Vector space of sequences

Question

Let $V$ be vector space for all real sequences $\{a_i\}_{i=0}^\infty$ and let $M \subset V$ that satisfies for all $n \ge 3$ recurrence relation $ a_n = Aa_{n-1} + Ba_{n-2} + Ca_{n-3}$, where $A,B,C$ are real constants. Prove that $M$ is vector subspace of $V$ and its dimension is $3$. I do not have any idea how to work with sequences.
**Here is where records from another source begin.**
//! Framing strings for human-readable reports.
//!
//! Formatters print suite titles and descriptions as written; built-in
//! suites are resolved in the report's locale so the two match.

use std::str::FromStr;

/// Report language.
#[derive(Debug, Clone, Copy, PartialEq, Eq, Default)]
pub enum Locale {
    #[default]
    En,
    ZhCn,
}

impl FromStr for Locale {
    type Err = String;

    fn from_str(s: &str) -> Result<Self, Self::Err> {
        match s.to_lowercase().replace('_', "-").as_str() {
            "en" | "en-us" | "en-gb" => Ok(Self::En),
            "zh" | "zh-cn" | "zh-hans" => Ok(Self::ZhCn),
            _ => Err(format!("unknown locale: {}", s)),
        }
    }
}

impl Locale {
    /// Heading of the existence section.
    pub fn existence_heading(&self) -> &'static str {
        match self {
            Locale::En => "File existence",
            Locale::ZhCn => "检查文件存在性",
        }
    }

    /// Suffix for a target that does not exist.
    pub fn file_missing(&self) -> &'static str {
        match self {
            Locale::En => "file not found",
            Locale::ZhCn => "文件不存在",
        }
    }

    /// Suffix for a rule whose pattern was not found.
    pub fn pattern_missing(&self) -> &'static str {
        match self {
            Locale::En => "not found",
            Locale::ZhCn => "未找到",
        }
    }

    /// Prefix for a file that could not be read.
    pub fn read_failed(&self) -> &'static str {
        match self {
            Locale::En => "failed to read file",
            Locale::ZhCn => "读取文件失败",
        }
    }

    pub fn summary_heading(&self) -> &'static str {
        match self {
            Locale::En => "Summary",
            Locale::ZhCn => "测试总结",
        }
    }

    pub fn passed_checks(&self, passed: usize, total: usize) -> String {
        match self {
            Locale::En => format!("Passed checks: {}/{}", passed, total),
            Locale::ZhCn => format!("通过的检查: {}/{}", passed, total),
        }
    }

    pub fn completion(&self, percentage: f64) -> String {
        match self {
            Locale::En => format!("Completion: {:.1}%", percentage),
            Locale::ZhCn => format!("完成度: {:.1}%", percentage),
        }
    }

    pub fn success(&self, subject: &str) -> String {
        match self {
            Locale::En => format!("{} is complete!", subject),
            Locale::ZhCn => format!("{}完全成功！", subject),
        }
    }

    pub fn needs_fixes(&self, subject: &str, failed: usize) -> String {
        match self {
            Locale::En => format!("{} needs fixes ({} to fix)", subject, failed),
            Locale::ZhCn => format!("{}需要完善 ({}项需要修复)", subject, failed),
        }
    }

    pub fn next_steps_heading(&self) -> &'static str {
        match self {
            Locale::En => "Next steps:",
            Locale::ZhCn => "下一步:",
        }
    }
}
Thank you for help and sorry for my English.

Answer 1

HINT Observe that for a sequence in $M$, all entries after the third are determined by the first three (i.e. the $0,1,$ and $2$ entries). Given this, try and show that $M$ has as a basis $\{e_1,e_2,e_3\}$, where \begin{align} e_1&=(1,0,0,C,\ldots), \\ e_2&=(0,1,0,B,\ldots), \\ e_3&=(0,0,1,A,\ldots). \end{align}

Answer 2

Always use the definitions.

First, define the sum of the sequences $(a_i)_i$ and $(b_i)_i$ as the sequence $(a_i+b_i)_i$. And for real $r$ define $r(a_i)_i=(ra_i)_i.$ (This is like $\mathbb R^n$ except that we have an infinite string of co-ordinates instead of $n$ co-ordinates.) Then verify that $V$ satisfies all the requirements of the definition for being a vector space over $\mathbb R.$ The $0$-vector of $V$ has $a_i=0$ for all $i.$

Second, verify that $M$ meets all the requirements of the definition for being a vector space over $\mathbb R.$ So $M$ is a vector subspace of $V.$

Third, observe that any $(a_i)_i\in M$ is completely and uniquely determined by the values $a_0,a_1,a_2.$

Fourth, for $j\in \{0,1,2\}$ let $v(j)=(v_{j,i})_i\in M$ where $$1=v_{0,0}=v_{1,1}=v_{2,2}$$ and $$0=v_{0,1}=v_{0,2}=v_{1,0}=v_{1,2}=v_{2,0}=v_{2,1}.$$ Any $a=(a_i)_i\in M$ is a linear combination of $v(0),v(1), v(2)$. This is because the sequence $(b_i)_i=(a_0v_{0,i}+a_1v_{1,i}+a_2v_{2,i})_i\;$.... which is equal to the vector $a_0v(0) +a_1v(1)+a_2v(2)\;$.... also belongs to $M,$ and we have $b_i=a_i$ for $i\in \{0,1,2\},$ so we have $(b_i)_i=(a_i)_i.$

Therefore the dimension of $M$ is at most $3.$

Now $v(0),v(1),v(2)$ are linearly independent vectors. For if $d_0,d_1,d_2$ are real numbers and if $(x_i)_i=d_0v(0)+d_1v(1)+d_2v(2)$ is equal to the $0$-vector, then for $i\in \{0,1,2\}$ we have $0=x_i=d_i.$

Therefore the dimension of $M$ is at least $3.$